An individual common-poppy bloom lives for one day, sometimes two. The bud sits closed and bent over for weeks before flowering, the four petals tightly creased inside it like a piece of folded paper. On the morning the flower opens, the bud straightens, the green sepals fall away, and the petals unfold in a sequence that takes about an hour. By the following afternoon the petals begin to drop. The whole bloom is over in roughly thirty-six hours.

The plant flowers again across several weeks, fresh blooms replacing the ones that have gone, but each individual flower is gone by the time you next look.

It produces no nectar. Bees and hoverflies visit it for pollen alone, and the dark basal blotches you have been using to identify it serve another job entirely — they reflect ultraviolet light in a pattern visible to bee vision but invisible to ours, and the bee reads the pattern as a landing strip. *The black spots are an advertisement, not decoration.*

## Why now

The seed of *Papaver rhoeas* can lie dormant in the soil for eighty years and germinate the day a plough or a digger or a road-grader exposes it to light. The seed is small, hard, almost indestructible, and the species' entire strategy is to wait for the earth to be broken. This is why poppies appear on roadworks, on new housing sites, in cornfields the year after they are ploughed, and on motorway verges.

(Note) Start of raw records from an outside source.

/// CLI configuration loading
use anyhow::Context;
use std::path::{Path, PathBuf};
use vqa_engine::EngineConfig;

/// Read when no `--config` is given and the file exists
pub const DEFAULT_CONFIG_FILE: &str = "vqa.toml";

/// Environment variable prefix, e.g. `VQA_DEFAULT_SAMPLE_RATE=8000`
pub const ENV_PREFIX: &str = "VQA";

/// Load engine configuration from file and environment
///
/// An explicit `path` must exist; otherwise `vqa.toml` in the working
/// directory is used if present. `VQA_*` variables override file values.
pub fn load(path: Option<&Path>) -> anyhow::Result<EngineConfig> {
    let mut settings = config::Config::builder();

    match path {
        Some(path) => {
            settings = settings.add_source(config::File::from(path.to_path_buf()).required(true));
        }
        None => {
            let default_path = PathBuf::from(DEFAULT_CONFIG_FILE);
            if default_path.exists() {
                settings = settings.add_source(config::File::from(default_path));
            }
        }
    }

    // Field names contain underscores, so nesting uses a double underscore
    settings = settings.add_source(
        config::Environment::with_prefix(ENV_PREFIX)
            .prefix_separator("_")
            .separator("__")
            .try_parsing(true),
    );

    let config: EngineConfig = settings
        .build()
        .context("failed to read configuration")?
        .try_deserialize()
        .context("invalid configuration")?;

    config.validate()?;
    Ok(config)
}
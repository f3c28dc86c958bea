//! Voice QA Core
//!
//! Platform-agnostic types and error handling shared by the degradation engine.
//!
//! # Architecture
//!
//! The core crate defines:
//! - **Audio Types**: `AudioBuffer` (mono, normalized f32) and `SampleRate`
//! - **Error Handling**: Unified `VqaError` and `Result` types
//!
//! # Example
//!
//! ```rust
//! use vqa_core::{AudioBuffer, SampleRate};
//!
//! let buffer = AudioBuffer::new(vec![0.0; 16_000], SampleRate::SPEECH);
//! assert_eq!(buffer.len(), 16_000);
//! assert!((buffer.duration_secs() - 1.0).abs() < 1e-9);
//! ```

#![forbid(unsafe_code)]
#![warn(missing_docs)]

pub mod error;
pub mod types;

pub use error::{Result, VqaError};
pub use types::{AudioBuffer, SampleRate};
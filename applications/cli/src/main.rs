/// Voice QA - audio degradation CLI
use clap::Parser;
use tracing_subscriber::{layer::SubscriberExt, util::SubscriberInitExt};
use vqa_cli::{build_engine, run, Cli};

fn main() -> anyhow::Result<()> {
    // Logs go to stderr so command output on stdout stays machine-readable
    tracing_subscriber::registry()
        .with(
            tracing_subscriber::EnvFilter::try_from_default_env()
                .unwrap_or_else(|_| "vqa=info".into()),
        )
        .with(tracing_subscriber::fmt::layer().with_writer(std::io::stderr))
        .init();

    let cli = Cli::parse();
    let engine = build_engine(&cli)?;

    let stdout = std::io::stdout();
    let mut out = stdout.lock();
    run(&engine, cli.command, &mut out)
}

> **Eighty years a seed, six weeks a flower.**

It is also why they bloomed across the western front in 1915, on ground that had been shelled into soil more disturbed than any plough could manage. John McCrae understood without quite naming it: poppies bloom where the earth is broken, and the men of that summer were the disturbance.

## What it asks of you

Look properly when you next see one. Count the petals — four, not more. Find the dark basal blotch and the green stigma cap in the middle. Watch the bud the morning it opens, if you can manage to catch it. None of this takes anything from the flower; it gives the flower back to you in detail you can carry away.

The country is, this fortnight, in the front edge of a wave. The main bloom is three weeks away. Go and find it.